Pero este mirar su propio enamoramiento de las islas griegas como si fuese una pieza de estudio no se impone al cantor, a la excitación previa al viaje, a la inquietud que lo ocupa antes de enrumbar a las islas. Los vientos de la guerra en Europa no alcanzan a ahogar al hombre postrado ante la puesta del sol, ante el regocijo del espectáculo de lo minúsculo. Al contrario: como si la amenaza estimulara su conciencia del momento, su necesidad de abrazar la luz, el reflejo de las aguas. Durrell cuenta lo que ve y recuerda lo que ha leído. Nos trae a las gentes del pueblo. Enumera: Rodas tiene la forma de una punta de flecha de pedernal; Cos, de un cachalote; Leros, de pulpo; Patmos, de un caballo marino. Y así. Para llenar el corazón del calor suficiente para resguardarse de la tormenta. O para soñar con la posibilidad de quedarse allí para siempre, quizás porque algo de sí mismo, un pedazo que sentía extraviado, se le ha revelado en aquellas islas: “Veo las tabernas con sus guirnaldas de laurel, los corderos que giran en el espetón, el Pascua; los barbudos héroes, las resquebrajadas estatuas de mármol (…) Algún día encontraré la forma adecuada de describirlas con palabras”.
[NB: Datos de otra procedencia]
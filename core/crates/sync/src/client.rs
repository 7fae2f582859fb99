use hs_sync::{Domain, SubmitError};

use async_channel as chan;
use tracing::trace;

/// Performs the actual network call for one record.
///
/// Implementations must map every failure into a [`SubmitError`] kind: `Network` when the
/// registry could not be reached, `Rejected` when it answered with an error code, and
/// `Unexpected` for anything else. Panics are caught by the engine and treated as `Unexpected`.
#[async_trait::async_trait]
pub trait RemoteClient<D: Domain>: Send + Sync + 'static {
	async fn submit(
		&self,
		payload: D::Payload,
		progress: ProgressReporter,
	) -> Result<D::Output, SubmitError>;
}

/// Lets a client report how far along a submission is, as a fraction in `0.0..=1.0`.
/// Purely informational, it never changes what the engine does.
#[derive(Debug, Clone)]
pub struct ProgressReporter(chan::Sender<f32>);

impl ProgressReporter {
	pub(crate) fn new() -> (Self, chan::Receiver<f32>) {
		let (tx, rx) = chan::unbounded();
		(Self(tx), rx)
	}

	/// A reporter nobody listens to.
	#[must_use]
	pub fn detached() -> Self {
		Self::new().0
	}

	pub fn report(&self, fraction: f32) {
		let fraction = if fraction.is_finite() {
			fraction.clamp(0.0, 1.0)
		} else {
			0.0
		};

		if self.0.try_send(fraction).is_err() {
			trace!("Dropped progress report, submission already settled");
		}
	}
}
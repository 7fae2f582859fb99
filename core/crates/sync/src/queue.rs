use hs_sync::{ChangeRecord, Domain, ErrorKind, RecordId, RecordStatus};

use async_channel as chan;
use serde::Serialize;
use tokio::sync::{broadcast, oneshot, watch};

use super::{Error, NetworkState};

/// The queue region of an engine, as seen from outside.
#[derive(Debug, Default, Clone, Copy, PartialEq, Eq, Serialize)]
#[serde(rename_all = "snake_case")]
pub enum QueueState {
	#[default]
	Idle,
	Syncing,
	VerifyingNetworkConnection,
	WaitingForNetworkConnection,
}

#[derive(Debug, Clone, PartialEq)]
pub struct ActiveRecord {
	pub id: RecordId,
	/// Last fraction reported by the client for this submission.
	pub progress: Option<f32>,
	pub waiting_for_network: bool,
}

/// Everything a UI needs to render a queue. Published after every mutation.
#[derive(Debug, Clone)]
pub struct QueueSnapshot<D: Domain> {
	pub records: Vec<ChangeRecord<D>>,
	pub queue: QueueState,
	pub network: NetworkState,
	pub active: Option<ActiveRecord>,
}

impl<D: Domain> QueueSnapshot<D> {
	/// Records not yet acknowledged by the registry, failed ones included.
	#[must_use]
	pub fn unsynced_count(&self) -> usize {
		self.records
			.iter()
			.filter(|record| record.status.is_unsynced())
			.count()
	}

	#[must_use]
	pub fn failed_count(&self) -> usize {
		self.count(RecordStatus::Failure)
	}

	#[must_use]
	pub fn count(&self, status: RecordStatus) -> usize {
		self.records
			.iter()
			.filter(|record| record.status == status)
			.count()
	}

	#[must_use]
	pub fn waiting_for_network(&self) -> bool {
		self.active
			.as_ref()
			.is_some_and(|active| active.waiting_for_network)
	}

	#[must_use]
	pub fn record(&self, id: RecordId) -> Option<&ChangeRecord<D>> {
		self.records.iter().find(|record| record.id == id)
	}

	pub fn records_for_key<'a>(
		&'a self,
		key: &'a D::Key,
	) -> impl Iterator<Item = &'a ChangeRecord<D>> + 'a {
		self.records
			.iter()
			.filter(move |record| &record.correlation_key == key)
	}
}

/// Fired for cache invalidation and badges.
#[derive(Debug, Clone, PartialEq, Eq)]
pub enum QueueEvent {
	Added(RecordId),
	Synced(RecordId),
	Failed(RecordId, ErrorKind),
	Retried(RecordId),
}

#[derive(Debug)]
pub(crate) enum Command<D: Domain> {
	Add {
		record: ChangeRecord<D>,
		ack: oneshot::Sender<Result<RecordId, Error>>,
	},
	Retry {
		id: RecordId,
		ack: oneshot::Sender<Result<(), Error>>,
	},
	Reevaluate,
}

/// Handle to one domain's engine. Cheap to clone; commands are processed in order.
#[derive(Debug)]
pub struct SyncQueue<D: Domain> {
	pub(crate) command_tx: chan::Sender<Command<D>>,
	pub(crate) snapshot_rx: watch::Receiver<QueueSnapshot<D>>,
	pub(crate) events_tx: broadcast::Sender<QueueEvent>,
}

impl<D: Domain> Clone for SyncQueue<D> {
	fn clone(&self) -> Self {
		Self {
			command_tx: self.command_tx.clone(),
			snapshot_rx: self.snapshot_rx.clone(),
			events_tx: self.events_tx.clone(),
		}
	}
}

impl<D: Domain> SyncQueue<D> {
	/// Queues a new mutation, returns the id of the record created for it.
	pub async fn add(&self, payload: D::Payload) -> Result<RecordId, Error> {
		self.add_record(ChangeRecord::new(payload)).await
	}

	/// Queues a record built by the caller. It must still be `pending`.
	pub async fn add_record(&self, record: ChangeRecord<D>) -> Result<RecordId, Error> {
		let (ack, ack_rx) = oneshot::channel();

		self.command_tx
			.send(Command::Add { record, ack })
			.await
			.map_err(|_| Error::EngineClosed)?;

		ack_rx.await.map_err(|_| Error::EngineClosed)?
	}

	/// User initiated retry of a `failure` record.
	pub async fn retry(&self, id: RecordId) -> Result<(), Error> {
		let (ack, ack_rx) = oneshot::channel();

		self.command_tx
			.send(Command::Retry { id, ack })
			.await
			.map_err(|_| Error::EngineClosed)?;

		ack_rx.await.map_err(|_| Error::EngineClosed)?
	}

	/// Asks the engine to look at its queue again, e.g. when the app comes to the foreground.
	pub async fn reevaluate(&self) -> Result<(), Error> {
		self.command_tx
			.send(Command::Reevaluate)
			.await
			.map_err(|_| Error::EngineClosed)
	}

	#[must_use]
	pub fn snapshot(&self) -> QueueSnapshot<D> {
		self.snapshot_rx.borrow().clone()
	}

	#[must_use]
	pub fn subscribe(&self) -> watch::Receiver<QueueSnapshot<D>> {
		self.snapshot_rx.clone()
	}

	#[must_use]
	pub fn events(&self) -> broadcast::Receiver<QueueEvent> {
		self.events_tx.subscribe()
	}

	#[must_use]
	pub fn unsynced_count(&self) -> usize {
		self.snapshot_rx.borrow().unsynced_count()
	}

	/// Resolves with the first published snapshot satisfying `predicate`, the current one included.
	pub async fn wait_for(
		&self,
		predicate: impl FnMut(&QueueSnapshot<D>) -> bool,
	) -> Result<QueueSnapshot<D>, Error> {
		let mut rx = self.snapshot_rx.clone();

		rx.wait_for(predicate)
			.await
			.map(|snapshot| snapshot.clone())
			.map_err(|_| Error::EngineClosed)
	}
}
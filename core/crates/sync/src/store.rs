use hs_sync::{ChangeRecord, Domain};
use hs_utils::{error::FileIOError, read_if_exists, write_atomically};

use std::{
	marker::PhantomData,
	path::{Path, PathBuf},
	sync::{Arc, Mutex, PoisonError},
};

use thiserror::Error;
use tracing::instrument;

#[derive(Debug, Error)]
pub enum StoreError {
	#[error(transparent)]
	FileIO(#[from] FileIOError),
	#[error("failed to (de)serialize change records: {0}")]
	Serialization(#[from] serde_json::Error),
}

/// Durable storage for one user's record list of one domain.
///
/// Always whole-list: `save` overwrites everything, there are no partial writes.
#[async_trait::async_trait]
pub trait RecordStore<D: Domain>: Send + Sync + 'static {
	/// `None` when nothing was ever saved.
	async fn load(&self) -> Result<Option<Vec<ChangeRecord<D>>>, StoreError>;

	async fn save(&self, records: &[ChangeRecord<D>]) -> Result<(), StoreError>;
}

/// A JSON file per user and domain.
#[derive(Debug)]
pub struct JsonFileStore<D> {
	path: PathBuf,
	_marker: PhantomData<fn() -> D>,
}

impl<D: Domain> JsonFileStore<D> {
	pub fn new(path: impl Into<PathBuf>) -> Self {
		Self {
			path: path.into(),
			_marker: PhantomData,
		}
	}

	/// `<user_dir>/<domain>.json`
	pub fn in_dir(user_dir: impl AsRef<Path>) -> Self {
		Self::new(user_dir.as_ref().join(format!("{}.json", D::KIND)))
	}

	#[must_use]
	pub fn path(&self) -> &Path {
		&self.path
	}
}

#[async_trait::async_trait]
impl<D: Domain> RecordStore<D> for JsonFileStore<D> {
	#[instrument(skip(self), fields(path = %self.path.display()), err)]
	async fn load(&self) -> Result<Option<Vec<ChangeRecord<D>>>, StoreError> {
		read_if_exists(&self.path)
			.await?
			.map(|bytes| serde_json::from_slice(&bytes))
			.transpose()
			.map_err(Into::into)
	}

	#[instrument(skip(self, records), fields(path = %self.path.display(), records_count = records.len()), err)]
	async fn save(&self, records: &[ChangeRecord<D>]) -> Result<(), StoreError> {
		let bytes = serde_json::to_vec(records)?;
		write_atomically(&self.path, &bytes).await.map_err(Into::into)
	}
}

/// Keeps the serialized list in memory, so reloads go through the same
/// encoding as the file store. Clones share the same storage.
#[derive(Debug)]
pub struct MemoryStore<D> {
	bytes: Arc<Mutex<Option<Vec<u8>>>>,
	_marker: PhantomData<fn() -> D>,
}

impl<D> Default for MemoryStore<D> {
	fn default() -> Self {
		Self {
			bytes: Arc::default(),
			_marker: PhantomData,
		}
	}
}

impl<D> Clone for MemoryStore<D> {
	fn clone(&self) -> Self {
		Self {
			bytes: Arc::clone(&self.bytes),
			_marker: PhantomData,
		}
	}
}

impl<D: Domain> MemoryStore<D> {
	/// Raw bytes of the last save, if any.
	#[must_use]
	pub fn snapshot(&self) -> Option<Vec<u8>> {
		self.bytes
			.lock()
			.unwrap_or_else(PoisonError::into_inner)
			.clone()
	}

	pub fn preload(&self, records: &[ChangeRecord<D>]) -> Result<(), StoreError> {
		let bytes = serde_json::to_vec(records)?;
		*self.bytes.lock().unwrap_or_else(PoisonError::into_inner) = Some(bytes);
		Ok(())
	}
}

#[async_trait::async_trait]
impl<D: Domain> RecordStore<D> for MemoryStore<D> {
	async fn load(&self) -> Result<Option<Vec<ChangeRecord<D>>>, StoreError> {
		self.snapshot()
			.map(|bytes| serde_json::from_slice(&bytes))
			.transpose()
			.map_err(Into::into)
	}

	async fn save(&self, records: &[ChangeRecord<D>]) -> Result<(), StoreError> {
		let bytes = serde_json::to_vec(records)?;
		*self.bytes.lock().unwrap_or_else(PoisonError::into_inner) = Some(bytes);
		Ok(())
	}
}
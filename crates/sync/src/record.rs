use std::fmt;

use chrono::{DateTime, Utc};
use serde::{Deserialize, Serialize};
use thiserror::Error;
use uuid::Uuid;

use super::{Domain, SubmitError};

#[derive(Debug, Clone, Copy, PartialEq, Eq, Hash, PartialOrd, Ord, Serialize, Deserialize)]
#[serde(transparent)]
pub struct RecordId(Uuid);

impl RecordId {
	#[must_use]
	pub fn new_v4() -> Self {
		Self(Uuid::new_v4())
	}
}

impl From<Uuid> for RecordId {
	fn from(uuid: Uuid) -> Self {
		Self(uuid)
	}
}

impl From<RecordId> for Uuid {
	fn from(id: RecordId) -> Self {
		id.0
	}
}

impl fmt::Display for RecordId {
	fn fmt(&self, f: &mut fmt::Formatter<'_>) -> fmt::Result {
		self.0.fmt(f)
	}
}

#[derive(
	Debug, Clone, Copy, PartialEq, Eq, Hash, Serialize, Deserialize, strum::Display, strum::EnumIter,
)]
#[serde(rename_all = "snake_case")]
#[strum(serialize_all = "snake_case")]
pub enum RecordStatus {
	Pending,
	Active,
	Success,
	Failure,
}

impl RecordStatus {
	/// `true` for records the remote registry has not acknowledged yet.
	#[must_use]
	pub const fn is_unsynced(self) -> bool {
		!matches!(self, Self::Success)
	}
}

#[derive(Debug, Error, PartialEq, Eq)]
#[error("invalid status transition <id='{id}', from='{from}', to='{to}'>")]
pub struct TransitionError {
	pub id: RecordId,
	pub from: RecordStatus,
	pub to: RecordStatus,
}

/// A single offline mutation, queued until the remote registry accepts or rejects it.
///
/// Records are created `pending` by whoever commits the user's action. Afterwards only the
/// sync engine moves them along `pending -> active -> {success, failure}`, and a user retry is
/// the only way back from `failure` to `pending`.
#[derive(Debug, Clone, PartialEq, Serialize, Deserialize)]
#[serde(bound(
	serialize = "D::Key: Serialize, D::Payload: Serialize, D::Output: Serialize",
	deserialize = "D::Key: Deserialize<'de>, D::Payload: Deserialize<'de>, D::Output: Deserialize<'de>"
))]
pub struct ChangeRecord<D: Domain> {
	pub id: RecordId,
	pub correlation_key: D::Key,
	pub status: RecordStatus,
	pub payload: D::Payload,
	#[serde(default, skip_serializing_if = "Option::is_none")]
	pub result: Option<D::Output>,
	#[serde(default, skip_serializing_if = "Option::is_none")]
	pub error: Option<SubmitError>,
	pub created_at: DateTime<Utc>,
	pub updated_at: DateTime<Utc>,
}

impl<D: Domain> ChangeRecord<D> {
	#[must_use]
	pub fn new(payload: D::Payload) -> Self {
		let now = Utc::now();

		Self {
			id: RecordId::new_v4(),
			correlation_key: D::correlation_key(&payload),
			status: RecordStatus::Pending,
			payload,
			result: None,
			error: None,
			created_at: now,
			updated_at: now,
		}
	}

	fn transition(
		&mut self,
		expected: RecordStatus,
		to: RecordStatus,
	) -> Result<(), TransitionError> {
		if self.status != expected {
			return Err(TransitionError {
				id: self.id,
				from: self.status,
				to,
			});
		}

		self.status = to;
		self.updated_at = Utc::now();

		Ok(())
	}

	pub fn activate(&mut self) -> Result<(), TransitionError> {
		self.transition(RecordStatus::Pending, RecordStatus::Active)
	}

	pub fn succeed(&mut self, output: D::Output) -> Result<(), TransitionError> {
		self.transition(RecordStatus::Active, RecordStatus::Success)?;
		self.result = Some(output);
		self.error = None;

		Ok(())
	}

	pub fn fail(&mut self, error: SubmitError) -> Result<(), TransitionError> {
		self.transition(RecordStatus::Active, RecordStatus::Failure)?;
		self.error = Some(error);

		Ok(())
	}

	/// User initiated: puts a failed record back in circulation.
	pub fn retry(&mut self) -> Result<(), TransitionError> {
		self.transition(RecordStatus::Failure, RecordStatus::Pending)?;
		self.error = None;

		Ok(())
	}

	/// Only used when reloading a queue whose engine died mid-submission.
	pub fn demote(&mut self) -> Result<(), TransitionError> {
		self.transition(RecordStatus::Active, RecordStatus::Pending)
	}
}
#![warn(
	clippy::all,
	clippy::pedantic,
	clippy::correctness,
	clippy::perf,
	clippy::style,
	clippy::suspicious,
	clippy::complexity,
	clippy::nursery,
	clippy::unwrap_used,
	unused_qualifications,
	rust_2018_idioms,
	trivial_casts,
	trivial_numeric_casts,
	unused_allocation,
	clippy::unnecessary_cast,
	clippy::cast_lossless,
	clippy::cast_possible_truncation,
	clippy::cast_possible_wrap,
	clippy::cast_precision_loss,
	clippy::cast_sign_loss,
	clippy::dbg_macro,
	clippy::deprecated_cfg_attr,
	clippy::separated_literal_suffix,
	deprecated
)]
#![forbid(deprecated_in_future)]
#![allow(clippy::missing_errors_doc, clippy::module_name_repetitions)]

use std::{
	collections::HashMap,
	fmt,
	future::Future,
	hash::Hash,
	marker::PhantomData,
	panic::{resume_unwind, AssertUnwindSafe},
	sync::{
		atomic::{AtomicBool, Ordering},
		Arc,
	},
	time::Duration,
};

use futures::FutureExt;
use tokio::{
	spawn,
	sync::{watch, Mutex, RwLock},
	task::JoinHandle,
	time::timeout,
};
use tracing::{error, instrument, warn};

const STOP_TIMEOUT: Duration = Duration::from_secs(30);

pub trait ActorId: Hash + Eq + Send + Sync + Copy + fmt::Debug + fmt::Display + 'static {}

impl<T: Hash + Eq + Send + Sync + Copy + fmt::Debug + fmt::Display + 'static> ActorId for T {}

/// A long running loop identified by a constant id, like one sync engine per queue.
pub trait Actor<Id: ActorId>: Send + Sync + 'static {
	const IDENTIFIER: Id;

	/// Runs until `stop` fires or the actor has nothing left to do.
	fn run(&mut self, stop: Stopper) -> impl Future<Output = ()> + Send;
}

#[async_trait::async_trait]
pub trait DynActor: Send + Sync + 'static {
	async fn run(&mut self, stop: Stopper);
}

struct Erased<Id: ActorId, A: Actor<Id>> {
	actor: A,
	_marker: PhantomData<Id>,
}

#[async_trait::async_trait]
impl<Id: ActorId, A: Actor<Id>> DynActor for Erased<Id, A> {
	async fn run(&mut self, stop: Stopper) {
		self.actor.run(stop).await;
	}
}

struct ActorHandler {
	actor: Arc<Mutex<Box<dyn DynActor>>>,
	maybe_handle: Option<JoinHandle<()>>,
	is_running: Arc<AtomicBool>,
	stop_tx: watch::Sender<bool>,
}

/// Owns a set of actors and their tasks. Cloning shares the same set.
pub struct ActorsCollection<Id: ActorId> {
	actors_map: Arc<RwLock<HashMap<Id, ActorHandler>>>,
}

impl<Id: ActorId> ActorsCollection<Id> {
	/// Registers an actor without starting it. Declaring an id twice replaces the old actor,
	/// which must have been stopped first.
	pub async fn declare<A: Actor<Id>>(&self, actor: A) {
		let (stop_tx, _) = watch::channel(false);

		let previous = self.actors_map.write().await.insert(
			A::IDENTIFIER,
			ActorHandler {
				actor: Arc::new(Mutex::new(Box::new(Erased {
					actor,
					_marker: PhantomData,
				}))),
				maybe_handle: None,
				is_running: Arc::new(AtomicBool::new(false)),
				stop_tx,
			},
		);

		if previous.is_some_and(|handler| handler.is_running.load(Ordering::Acquire)) {
			warn!(id = %A::IDENTIFIER, "Replaced an actor that was still running;");
		}
	}

	#[instrument(skip(self))]
	pub async fn start(&self, identifier: Id) {
		let mut actors_map = self.actors_map.write().await;
		let Some(actor) = actors_map.get_mut(&identifier) else {
			warn!("Tried to start an undeclared actor");
			return;
		};

		if actor.is_running.load(Ordering::Acquire) {
			warn!("Actor already running!");
			return;
		}

		if let Some(handle) = actor.maybe_handle.take() {
			if handle.await.is_err() {
				error!("Previous actor run failed to join");
			}
		}

		actor.stop_tx.send_replace(false);
		actor.is_running.store(true, Ordering::Release);

		actor.maybe_handle = Some(spawn({
			let stopper = Stopper(actor.stop_tx.subscribe());
			let is_running = Arc::clone(&actor.is_running);
			let actor = Arc::clone(&actor.actor);

			async move {
				let mut actor = actor.lock().await;

				if AssertUnwindSafe(actor.run(stopper))
					.catch_unwind()
					.await
					.is_err()
				{
					error!(%identifier, "Actor unexpectedly panicked");
				}

				is_running.store(false, Ordering::Release);
			}
		}));
	}

	#[instrument(skip(self))]
	pub async fn stop(&self, identifier: Id) {
		let mut actors_map = self.actors_map.write().await;
		let Some(actor) = actors_map.get_mut(&identifier) else {
			return;
		};

		if !actor.is_running.load(Ordering::Acquire) {
			warn!("Actor already stopped!");
		}

		actor.stop_tx.send_replace(true);
		wait_stop_or_abort(actor.maybe_handle.take()).await;
		actor.is_running.store(false, Ordering::Release);
	}

	pub async fn start_all(&self) {
		for identifier in self.identifiers().await {
			self.start(identifier).await;
		}
	}

	pub async fn stop_all(&self) {
		for identifier in self.identifiers().await {
			self.stop(identifier).await;
		}
	}

	pub async fn is_running(&self, identifier: Id) -> bool {
		self.actors_map
			.read()
			.await
			.get(&identifier)
			.is_some_and(|actor| actor.is_running.load(Ordering::Acquire))
	}

	/// Every declared actor with whether it is running right now.
	pub async fn get_state(&self) -> Vec<(Id, bool)> {
		self.actors_map
			.read()
			.await
			.iter()
			.map(|(identifier, actor)| (*identifier, actor.is_running.load(Ordering::Relaxed)))
			.collect()
	}

	async fn identifiers(&self) -> Vec<Id> {
		self.actors_map.read().await.keys().copied().collect()
	}
}

impl<Id: ActorId> Default for ActorsCollection<Id> {
	fn default() -> Self {
		Self {
			actors_map: Arc::default(),
		}
	}
}

impl<Id: ActorId> Clone for ActorsCollection<Id> {
	fn clone(&self) -> Self {
		Self {
			actors_map: Arc::clone(&self.actors_map),
		}
	}
}

/// Handed to [`Actor::run`]; fires once the collection asks the actor to stop.
#[derive(Clone)]
pub struct Stopper(watch::Receiver<bool>);

impl Stopper {
	/// Resolves when a stop was requested, or when the collection itself went away.
	pub async fn stopped(&self) {
		let mut rx = self.0.clone();
		if rx.wait_for(|stop| *stop).await.is_err() {
			warn!("Stop channel closed, will stop actor");
		}
	}
}

async fn wait_stop_or_abort(maybe_handle: Option<JoinHandle<()>>) {
	let Some(handle) = maybe_handle else {
		return;
	};

	let abort_handle = handle.abort_handle();

	match timeout(STOP_TIMEOUT, handle).await {
		Ok(Ok(())) => {}
		Ok(Err(e)) => {
			// Panics are caught inside the task, so this is a bug worth surfacing
			if e.is_panic() {
				error!("Actor task panicked outside of its run loop");
				resume_unwind(e.into_panic());
			}
		}
		Err(_) => {
			error!("Actor failed to gracefully stop in the allotted time, will force abortion");
			abort_handle.abort();
		}
	}
}

#[cfg(test)]
mod tests {
	use super::*;

	use std::sync::atomic::AtomicUsize;

	use tracing_test::traced_test;

	#[derive(Debug, Clone, Copy, PartialEq, Eq, Hash)]
	enum Id {
		Counter,
		Panicker,
	}

	impl fmt::Display for Id {
		fn fmt(&self, f: &mut fmt::Formatter<'_>) -> fmt::Result {
			fmt::Debug::fmt(self, f)
		}
	}

	struct Counter(Arc<AtomicUsize>);

	impl Actor<Id> for Counter {
		const IDENTIFIER: Id = Id::Counter;

		async fn run(&mut self, stop: Stopper) {
			self.0.fetch_add(1, Ordering::SeqCst);
			stop.stopped().await;
		}
	}

	struct Panicker;

	impl Actor<Id> for Panicker {
		const IDENTIFIER: Id = Id::Panicker;

		async fn run(&mut self, _stop: Stopper) {
			panic!("boom");
		}
	}

	#[tokio::test]
	#[traced_test]
	async fn starts_stops_and_restarts() {
		let runs = Arc::new(AtomicUsize::new(0));
		let actors = ActorsCollection::default();
		actors.declare(Counter(Arc::clone(&runs))).await;

		assert!(!actors.is_running(Id::Counter).await);

		actors.start(Id::Counter).await;
		assert!(actors.is_running(Id::Counter).await);

		actors.stop(Id::Counter).await;
		assert!(!actors.is_running(Id::Counter).await);

		actors.declare(Panicker).await;
		let mut state = actors.get_state().await;
		state.sort_by_key(|(id, _)| *id == Id::Panicker);
		assert_eq!(state, vec![(Id::Counter, false), (Id::Panicker, false)]);

		actors.start(Id::Counter).await;
		assert!(actors.get_state().await.contains(&(Id::Counter, true)));

		actors.stop_all().await;
		assert!(actors.get_state().await.iter().all(|(_, running)| !running));

		assert_eq!(runs.load(Ordering::SeqCst), 2);
	}

	#[tokio::test]
	#[traced_test]
	async fn contains_panics() {
		let actors = ActorsCollection::default();
		actors.declare(Panicker).await;
		actors.start(Id::Panicker).await;

		// the panic is caught inside the task, stopping still joins cleanly
		actors.stop(Id::Panicker).await;

		assert!(!actors.is_running(Id::Panicker).await);
		assert!(logs_contain("Actor unexpectedly panicked"));
	}
}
Limones amargos, el libro dedicado a Chipre, el más extenso de la trilogía, es un texto de voces, de historias, palabras y experiencias de vida, contra el telón de fondo de la turbulencia política (“Presencié la tragedia de Chipre, al mismo tiempo, desde la taberna de la aldea y desde la Casa de Gobierno”. Se refiere a la crisis sostenida entre los años 1953 y 1956). Hurga en las costumbres, en las ideas de los campesinos. En algún momento es testigo inmediato de hechos conmovedores, donde la justicia es derrotada por lo que llama la “sinrazón”. Más que un poeta, la vena es la de un cronista, de alguien atraído por la condición de lo popular. Recorre, trae al papel las revelaciones de las que es capaz quien prefiere escuchar a hablar. Y cierro: también aquí es posible encontrar antecedentes de los mejores cronistas de este comienzo del siglo XXI.